If it were not a copyright infringement, I would reproduce the chapter in its entirety -- but I know better. She begins:
There are very few things that mankind cannot live without. For centuries, we survived without compact discs, automated bank tellers, iceberg lettuce, and bubble gum-flavored toothpaste, to say nothing of the internal combustion engine.And later one of my favorite sentences in tomato literature: "In summer, the idea is to eat as many tomatoes as you can and enjoy the luxury of getting sick of them."
But life as we know it would be unimaginable without the tomato...

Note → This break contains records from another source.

//! Records shared by several calculation types

use super::error::{ModelResult, Violations};
use super::fields::{accept, checks, Fields, Mapping, MappingBuilder};
use super::InputFile;

pub const WRITE_MAP_PROPERTIES: &[&str] = &[
    "charge density",
    "potential",
    "atom potential",
    "solvent accessibility",
    "ion accessibility",
    "laplacian",
    "energy density",
    "ion number density",
    "ion charge density",
    "dielectric x",
    "dielectric y",
    "dielectric z",
];

pub const WRITE_MAP_FORMATS: &[&str] = &["dx", "dx.gz", "flat", "uhbd"];

pub const USE_MAP_PROPERTIES: &[&str] =
    &["dielectric", "ion accessibility", "charge density", "potential"];

/// Mobile ion species in electrolyte
#[derive(Debug, Clone, Default, PartialEq)]
pub struct Ion {
    /// Charge in electrons
    pub charge: Option<f64>,
    /// Radius in Å
    pub radius: Option<f64>,
    /// Concentration in M
    pub concentration: Option<f64>,
}

impl Ion {
    pub fn new(charge: f64, radius: f64, concentration: f64) -> ModelResult<Self> {
        let mut ion = Self::default();
        ion.set_charge(charge);
        ion.set_radius(radius)?;
        ion.set_concentration(concentration)?;
        Ok(ion)
    }

    pub fn set_charge(&mut self, value: f64) {
        self.charge = Some(value);
    }

    pub fn set_radius(&mut self, value: f64) -> ModelResult<()> {
        self.radius = Some(accept(checks::positive("radius", value))?);
        Ok(())
    }

    pub fn set_concentration(&mut self, value: f64) -> ModelResult<()> {
        self.concentration = Some(accept(checks::non_negative("concentration", value))?);
        Ok(())
    }
}

impl InputFile for Ion {
    fn from_mapping(mapping: &Mapping) -> ModelResult<Self> {
        let fields = Fields::new(mapping);
        let mut ion = Self::default();
        if let Some(charge) = fields.number("charge")? {
            ion.set_charge(charge);
        }
        if let Some(radius) = fields.number("radius")? {
            ion.set_radius(radius)?;
        }
        if let Some(concentration) = fields.number("concentration")? {
            ion.set_concentration(concentration)?;
        }
        Ok(ion)
    }

    fn to_mapping(&self) -> Mapping {
        MappingBuilder::new()
            .opt("charge", self.charge)
            .opt("radius", self.radius)
            .opt("concentration", self.concentration)
            .build()
    }

    fn validate(&self) -> ModelResult<()> {
        let mut violations = Violations::new();
        violations.present("charge", &self.charge);
        violations.require("radius", self.radius, checks::positive);
        violations.require("concentration", self.concentration, checks::non_negative);
        violations.finish()
    }
}

/// Set of mobile ion species
#[derive(Debug, Clone, Default, PartialEq)]
pub struct MobileIons {
    pub species: Vec<Ion>,
}

impl MobileIons {
    pub fn new(species: Vec<Ion>) -> Self {
        Self { species }
    }

    /// Signed, concentration-weighted charge of all species
    pub fn net_charge(&self) -> f64 {
        self.species
            .iter()
            .filter_map(|ion| Some(ion.charge? * ion.concentration?))
            .sum()
    }
}

impl InputFile for MobileIons {
    fn from_mapping(mapping: &Mapping) -> ModelResult<Self> {
        let fields = Fields::new(mapping);
        Ok(Self {
            species: fields.records("species", Ion::from_mapping)?,
        })
    }

    fn to_mapping(&self) -> Mapping {
        MappingBuilder::new()
            .records(
                "species",
                self.species.iter().map(|ion| ion.to_mapping()).collect(),
            )
            .build()
    }

    fn validate(&self) -> ModelResult<()> {
        let mut violations = Violations::new();
        for ion in &self.species {
            violations.nested(ion.validate());
        }
        let net_charge = self.net_charge();
        if net_charge != 0.0 {
            violations.push(format!(
                "The net mobile ion charge ({} e) is not zero.",
                net_charge
            ));
        }
        violations.finish()
    }
}

/// Property of the system written out to a map
#[derive(Debug, Clone, Default, PartialEq)]
pub struct WriteMap {
    pub property: Option<String>,
    pub format: Option<String>,
    /// Path stem; the extension follows from the format
    pub path: Option<String>,
}

impl WriteMap {
    pub fn set_property(&mut self, value: &str) -> ModelResult<()> {
        self.property = Some(accept(checks::choice(
            "property",
            value,
            WRITE_MAP_PROPERTIES,
        ))?);
        Ok(())
    }

    pub fn set_format(&mut self, value: &str) -> ModelResult<()> {
        self.format = Some(accept(checks::choice("format", value, WRITE_MAP_FORMATS))?);
        Ok(())
    }

    pub fn set_path(&mut self, value: &str) -> ModelResult<()> {
        self.path = Some(accept(checks::non_empty("path", value))?);
        Ok(())
    }
}

impl InputFile for WriteMap {
    fn from_mapping(mapping: &Mapping) -> ModelResult<Self> {
        let fields = Fields::new(mapping);
        let mut map = Self::default();
        if let Some(property) = fields.string("property")? {
            map.set_property(&property)?;
        }
        if let Some(format) = fields.string("format")? {
            map.set_format(&format)?;
        }
        if let Some(path) = fields.string("path")? {
            map.set_path(&path)?;
        }
        Ok(map)
    }

    fn to_mapping(&self) -> Mapping {
        MappingBuilder::new()
            .opt("property", self.property.clone())
            .opt("format", self.format.clone())
            .opt("path", self.path.clone())
            .build()
    }

    fn validate(&self) -> ModelResult<()> {
        let mut violations = Violations::new();
        violations.require("property", self.property.as_deref(), |name, value| {
            checks::choice(name, value, WRITE_MAP_PROPERTIES)
        });
        violations.require("format", self.format.as_deref(), |name, value| {
            checks::choice(name, value, WRITE_MAP_FORMATS)
        });
        violations.require("path", self.path.as_deref(), checks::non_empty);
        violations.finish()
    }
}

/// Property of the system taken from a previously read map
#[derive(Debug, Clone, Default, PartialEq)]
pub struct UseMap {
    pub property: Option<String>,
    /// Alias of a map in the read section
    pub alias: Option<String>,
}

impl UseMap {
    pub fn set_property(&mut self, value: &str) -> ModelResult<()> {
        self.property = Some(accept(checks::choice(
            "property",
            value,
            USE_MAP_PROPERTIES,
        ))?);
        Ok(())
    }

    pub fn set_alias(&mut self, value: &str) -> ModelResult<()> {
        self.alias = Some(accept(checks::non_empty("alias", value))?);
        Ok(())
    }
}

impl InputFile for UseMap {
    fn from_mapping(mapping: &Mapping) -> ModelResult<Self> {
        let fields = Fields::new(mapping);
        let mut map = Self::default();
        if let Some(property) = fields.string("property")? {
            map.set_property(&property)?;
        }
        if let Some(alias) = fields.string("alias")? {
            map.set_alias(&alias)?;
        }
        Ok(map)
    }

    fn to_mapping(&self) -> Mapping {
        MappingBuilder::new()
            .opt("property", self.property.clone())
            .opt("alias", self.alias.clone())
            .build()
    }

    fn validate(&self) -> ModelResult<()> {
        let mut violations = Violations::new();
        violations.require("property", self.property.as_deref(), |name, value| {
            checks::choice(name, value, USE_MAP_PROPERTIES)
        });
        violations.require("alias", self.alias.as_deref(), checks::non_empty);
        violations.finish()
    }
}

#[cfg(test)]
mod tests {
    use super::*;
    use crate::model::ModelError;
    use assert_matches::assert_matches;

    fn ions(pairs: &[(f64, f64)]) -> MobileIons {
        MobileIons::new(
            pairs
                .iter()
                .map(|&(charge, concentration)| Ion::new(charge, 2.0, concentration).unwrap())
                .collect(),
        )
    }

    #[test]
    fn test_electroneutrality() {
        let unbalanced = ions(&[(1.0, 0.1), (-1.0, 0.2)]);
        assert_matches!(
            unbalanced.validate(),
            Err(ModelError::Invalid { message }) if message.starts_with("The net mobile ion charge")
        );

        let balanced = ions(&[(1.0, 0.1), (-1.0, 0.1)]);
        balanced.validate().unwrap();

        let divalent = ions(&[(2.0, 0.05), (-1.0, 0.1)]);
        divalent.validate().unwrap();

        MobileIons::default().validate().unwrap();
    }

    #[test]
    fn test_ion_domains() {
        assert_matches!(Ion::new(1.0, 0.0, 0.1), Err(ModelError::OutOfDomain { .. }));
        assert_matches!(Ion::new(1.0, 2.0, -0.1), Err(ModelError::OutOfDomain { .. }));
        assert!(Ion::new(-1.0, 1.8, 0.0).is_ok());
    }

    #[test]
    fn test_mobile_ions_round_trip() {
        let json = r#"{"species": [
            {"charge": 1, "radius": 2.0, "concentration": 0.15},
            {"charge": -1, "radius": 1.8, "concentration": 0.15}
        ]}"#;
        let ions = MobileIons::from_json(json).unwrap();
        ions.validate().unwrap();
        assert_eq!(ions.species[1].charge, Some(-1.0));
        assert_eq!(MobileIons::from_mapping(&ions.to_mapping()).unwrap(), ions);
    }

    #[test]
    fn test_write_map_vocabulary() {
        let map = WriteMap::from_json(
            r#"{"property": "Dielectric X", "format": "dx.gz", "path": "dielx"}"#,
        )
        .unwrap();
        assert_eq!(map.property.as_deref(), Some("dielectric x"));
        map.validate().unwrap();

        let mut map = WriteMap::default();
        assert_matches!(map.set_format("png"), Err(ModelError::OutOfDomain { .. }));
        assert_eq!(
            map.validate().unwrap_err().to_string(),
            "property is not set. format is not set. path is not set."
        );
    }

    #[test]
    fn test_use_map() {
        let map = UseMap::from_json(r#"{"property": "potential", "alias": "boundary"}"#).unwrap();
        map.validate().unwrap();
        assert_matches!(
            UseMap::from_json(r#"{"property": "laplacian", "alias": "x"}"#),
            Err(ModelError::OutOfDomain { .. })
        );
    }
}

Two of my three favorite recipes in this chapter are directions for a fresh tomato sandwich slathered with mayo and celery seeds, and for a tomato pie with a double-biscuit pie dough and copious amounts of Cheddar. That she details its origin -- from a friend who found it in a school cookbook and who changed it to make it her own -- reflects her devotion to story telling. In addition to writing about food, she was a novelist, and I am not surprised to believe that the animating spirit of all of her food writing was "What is a recipe without a story?"
In the spirit of story-telling, she gives basic-but-not-definitive instructions for slow-roasted tomatoes, one of the best foods on earth. Through some delightful trial and no inedible error, I devised a recipe that works in the dead of winter with fresh and canned Roma tomatoes. If you can bear to turn on your oven for three hours in the summer, you will be rewarded with the Concentrated Tomato Deliciousness that comes of baking chopped fresh tomatoes, some hot peppers, garlic, and olive oil.
Will you share it? I dare not predict.